Lo primero que se me vino a la cabeza es que me hubieran pillado cuando miccioné detrás de un contenedor hace unos días. Es que ni me había enterado hasta que recibí por correo el papelito ese plegable que no aclara muy bien la causa. Una vez en el banco un señor lo pasó por una maquinita y, automáticamente, la cantidad de la sanción pasó de mi cuenta a no sé exactamente dónde. Joder qué eficacia, visto así es que ni te enteras, es que no parece ni una multa.
Verás…una cámara te hace una foto y un código de barras se encarga de todo lo demás. No me digas que no es otra cosa que un mecanismo perfecto de recaudación. ¿Qué efecto paliativo o psicológico puede tener algo tan aséptico y tan tecnificado? Más bien parece que te han cargado el recibo de la luz.
Ni eso es una multa ni nada. Las multas tienen que tener todos sus componentes para que surtan efecto, digo yo. ¿Cómo va a ser lo mismo sin el sustillo que te dan los picoletos cuanto te paran? ¿Cómo va a ser igual de educativa una sanción si no te explican, in situ, la falta cometida?..Has pisado la raya. -¿Ah sí? Pues no me he dado cuenta-. Tú miras la raya y dices…disculpe agente… ¿Qué raya? Vas en dirección contraria…Uy…no me había dado cuenta, es que la señal la tapan unas ramas y tal. ¿Ahora con quién establezco yo este diálogo tan necesario para que no se me atrofie el hígado? Hostias, es que te niegan hasta el derecho al pataleo, pero lo que peor llevo es no saber en la puñetera madre de quién me voy a cagar, ¿en la de la camarita de los cojones o en la del código de barras?
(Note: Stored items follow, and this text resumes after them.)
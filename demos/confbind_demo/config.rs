//! Configuration record for the confbind demo application.
//!
//! Each field is registered once in [`DemoConfig::fields`], which gives it
//! an option-map key and, for most fields, an environment variable:
//!
//! | Env var                 | Field      |
//! |-------------------------|------------|
//! | `CONFBIND_DEMO_HOST`    | `host`     |
//! | `CONFBIND_DEMO_PORT`    | `port`     |
//! | `CONFBIND_DEMO_TIMEOUT` | `timeout`  |
//! | `CONFBIND_DEMO_WORKERS` | `workers`  |
//! | `CONFBIND_DEMO_COLOR`   | `color`    |
//!
//! `name` and `verbose` have no env key, so only documents and flags reach
//! them.

use confbind::{FieldTable, NullFloat64, Record};
use serde::{Deserialize, Serialize};

#[derive(Serialize, Deserialize, Debug, Clone)]
pub struct DemoConfig {
    /// Application name shown in the echo banner.
    pub name: String,
    pub host: String,
    pub port: i64,
    pub verbose: bool,
    /// Request timeout in seconds. `null` in a document means "no timeout".
    pub timeout: NullFloat64,
    /// Worker count; unset until some source provides one.
    pub workers: Option<i32>,
    /// Terminal color for the echo output.
    pub color: String,
}

impl Default for DemoConfig {
    fn default() -> Self {
        DemoConfig {
            name: "confbind-demo".into(),
            host: "127.0.0.1".into(),
            port: 3000,
            verbose: false,
            timeout: NullFloat64::absent(),
            workers: None,
            color: "yellow".into(),
        }
    }
}

impl Record for DemoConfig {
    fn fields() -> FieldTable<Self> {
        FieldTable::<Self>::new()
            .field("Name", |c| &mut c.name)
            .field("Host", |c| &mut c.host)
            .env("CONFBIND_DEMO_HOST")
            .field("Port", |c| &mut c.port)
            .env("CONFBIND_DEMO_PORT")
            .field("Verbose", |c| &mut c.verbose)
            .field("Timeout", |c| &mut c.timeout)
            .env("CONFBIND_DEMO_TIMEOUT")
            .optional("Workers", |c| &mut c.workers)
            .env("CONFBIND_DEMO_WORKERS")
            .field("Color", |c| &mut c.color)
            .env("CONFBIND_DEMO_COLOR")
    }
}
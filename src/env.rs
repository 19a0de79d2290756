use std::collections::{BTreeMap, HashMap};

/// Where environment text comes from.
///
/// The binder only ever asks for a variable by exact name. Implementations
/// other than [`ProcessEnv`] let tests and embedders supply synthetic data
/// instead of touching the process environment.
pub trait EnvSource {
    fn var(&self, key: &str) -> Option<String>;
}

/// The real process environment.
///
/// Variables that are not valid Unicode are treated as unset.
#[derive(Debug, Clone, Copy, Default)]
pub struct ProcessEnv;

impl EnvSource for ProcessEnv {
    fn var(&self, key: &str) -> Option<String> {
        match std::env::var(key) {
            Ok(value) => Some(value),
            Err(std::env::VarError::NotPresent) => None,
            Err(std::env::VarError::NotUnicode(_)) => {
                tracing::debug!(key, "ignoring non-unicode environment variable");
                None
            }
        }
    }
}

impl EnvSource for HashMap<String, String> {
    fn var(&self, key: &str) -> Option<String> {
        self.get(key).cloned()
    }
}

impl EnvSource for BTreeMap<String, String> {
    fn var(&self, key: &str) -> Option<String> {
        self.get(key).cloned()
    }
}

/// Pairs in order; when a key repeats the last one wins, like `export`.
impl EnvSource for [(&str, &str)] {
    fn var(&self, key: &str) -> Option<String> {
        self.iter()
            .rev()
            .find(|(k, _)| *k == key)
            .map(|(_, v)| v.to_string())
    }
}

impl<const N: usize> EnvSource for [(&str, &str); N] {
    fn var(&self, key: &str) -> Option<String> {
        self.as_slice().var(key)
    }
}

impl EnvSource for Vec<(String, String)> {
    fn var(&self, key: &str) -> Option<String> {
        self.iter()
            .rev()
            .find(|(k, _)| k == key)
            .map(|(_, v)| v.clone())
    }
}

impl<E: EnvSource + ?Sized> EnvSource for &E {
    fn var(&self, key: &str) -> Option<String> {
        (**self).var(key)
    }
}
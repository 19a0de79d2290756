//! Bind option maps, environment variables and JSON/TOML documents onto
//! typed configuration records.
//!
//! Confbind fills the fields of a record you already own from several
//! heterogeneous sources, converting each raw value to the field's declared
//! type and reporting exactly which field failed and why.
//!
//! ```ignore
//! let mut config = AppConfig::default();
//! confbind::load_configuration(&std::fs::read("app.json")?, &mut config)?;
//! ```
//!
//! That single call decodes the JSON document onto `config`, then overrides
//! any field annotated with an environment key from the process environment.
//!
//! # Describing a record
//!
//! There is no runtime reflection. A record implements [`Record`] and lists
//! its bindable fields once through a [`FieldTable`]:
//!
//! ```ignore
//! #[derive(Default)]
//! struct AppConfig {
//!     host: String,
//!     port: i64,
//!     timeout: NullFloat64,
//!     workers: Option<i32>,
//! }
//!
//! impl Record for AppConfig {
//!     fn fields() -> FieldTable<Self> {
//!         FieldTable::<Self>::new()
//!             .field("Host", |c| &mut c.host)
//!             .field("Port", |c| &mut c.port)
//!             .env("APP_PORT")
//!             .field("Timeout", |c| &mut c.timeout)
//!             .env("APP_TIMEOUT")
//!             .optional("Workers", |c| &mut c.workers)
//!     }
//! }
//! ```
//!
//! - The **name** is the key matched against option maps, exactly and
//!   case-sensitively. Document keys match it exactly first, then ignoring
//!   ASCII case.
//! - **`.env(key)`** annotates the preceding field with an environment
//!   variable. Fields without one are never read from the environment.
//! - **`.optional(...)`** registers an `Option<F>` field. It stays `None`
//!   until a source supplies a value, and is only set to `Some` when that
//!   value binds successfully.
//!
//! Malformed tables (empty or duplicate keys) are rejected with
//! [`ConfbindError::Shape`] before any field is written.
//!
//! Every registered field type is `Serialize + Deserialize + Default`:
//! documents decode each named entry into its own field with serde. The
//! record type itself needs no serde impls, and fields left out of the table
//! are never touched by any layer.
//!
//! # Field kinds
//!
//! | Field type | From an option map | From the environment |
//! |------------|--------------------|----------------------|
//! | `bool` | `Value::Bool` | `1 t T TRUE true True` / `0 f F FALSE false False` |
//! | `isize`, `i8`..`i64` | any integer width, range checked | base-10, at the field's width |
//! | `f32`, `f64` | either float width | float literal, at the field's width |
//! | `String` | `Value::Text` | the text as is |
//! | [`Nullable<T>`] | a value of exactly `T` | `T`'s textual grammar |
//! | custom [`Delegate`] | [`ConsumesOption`], if implemented | [`ConsumesEnvironmentText`], if implemented |
//! | unsigned, `char` | [`ConfbindError::UnsupportedKind`] | same |
//!
//! Text is never coerced into numbers on the option-map path. Each source
//! value may be wrapped once in a [`ValueRef`], read at bind time, which
//! lets option maps point at values filled in later (for instance by a
//! flag parser).
//!
//! A composite field that implements neither capability is left alone: it
//! can still be filled by documents, which go through serde.
//!
//! # Nullable values
//!
//! [`Nullable<T>`] (aliases [`NullBool`], [`NullString`], [`NullInt`],
//! [`NullInt8`]..[`NullInt64`], [`NullFloat32`], [`NullFloat64`]) carries a
//! value plus a presence flag. Absent encodes as an explicit `null` and a
//! `null` decodes as absent, so documents can say "unset" as opposed to
//! "not mentioned".
//!
//! # Layer precedence
//!
//! ```text
//! Current record        whatever `dest` already holds
//!        ↑ overridden by
//! Documents             .document() / .file(), later documents win
//!        ↑ overridden by
//! Environment vars      per-field env keys
//!        ↑ overridden by
//! Options               .options(), opt-in
//! ```
//!
//! Every layer is **sparse**: a key missing from a source leaves the field
//! as it was. An empty environment variable counts as unset. An explicit
//! `null` in a document resets the field to its type's `Default` value, and
//! a nested object is merged onto the field's current value.
//!
//! [`load_configuration`] wires the first two layers with the process
//! environment. [`Loader`] exposes all of them, plus TOML documents, files,
//! a replaceable [`EnvSource`] and strict mode.
//!
//! # Failure and partial mutation
//!
//! The first error stops binding and is returned as a [`ConfbindError`]
//! naming the field. Fields bound before it stay bound. When that is not
//! acceptable, use [`bind_options_atomic`], [`bind_env_atomic`] or
//! [`Loader::load_into_atomic`], which work on a copy and commit only on
//! success.
//!
//! # Strict mode
//!
//! With [`.strict(true)`](Loader::strict), a document key that the record
//! does not consume fails the load before anything is written:
//!
//! ```text
//! Unknown key 'Prot' in /etc/myapp/app.json (line 3)
//! ```
//!
//! # Logging
//!
//! Confbind emits [`tracing`](https://docs.rs/tracing) events: `debug` for
//! each layer and each skipped pass-through field, `trace` for every bound
//! field. It never installs a subscriber.

pub mod coerce;
pub mod error;
pub mod types;

mod bind;
mod builder;
mod document;
mod env;
mod field;
mod flatten;
pub(crate) mod merge;
mod nullable;
mod resolve;
mod validate;

#[cfg(test)]
mod fixtures;

pub use bind::{bind_env, bind_env_atomic, bind_env_from, bind_options, bind_options_atomic};
pub use builder::{Loader, load_configuration};
pub use env::{EnvSource, ProcessEnv};
pub use error::{BoxError, ConfbindError, ConversionError, DecodeError};
pub use field::{
    ConsumesEnvironmentText, ConsumesOption, Delegate, Field, FieldDescriptor, FieldTable, Record,
    Slot,
};
pub use nullable::{
    NullBool, NullFloat32, NullFloat64, NullInt, NullInt8, NullInt16, NullInt32, NullInt64,
    NullString, Nullable, Primitive,
};
pub use resolve::Loadable;
pub use types::{Format, Options, Value, ValueRef};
A uno sólo le queda volverse coprolálico como un argentino en un partido del Boca y eso sí que no.
Pero qué eficacia, por Dios. Si utilizaran esta tecnología para encontrarnos trabajo, para detectar corruptos o para resolver las reclamaciones otro gallo nos cantara…pero no, no había camarita cuando el gerente de un camping me sometió a trato vejatorio y por tanto la administración desestimó mi queja; por más que me humillara con insultos este gorila borracho que estaba en la recepción con ganas de divertirse. Desde luego es que dan ganas de emigrar a Marte y de paso hacerle una visita a cetapé en la Luna.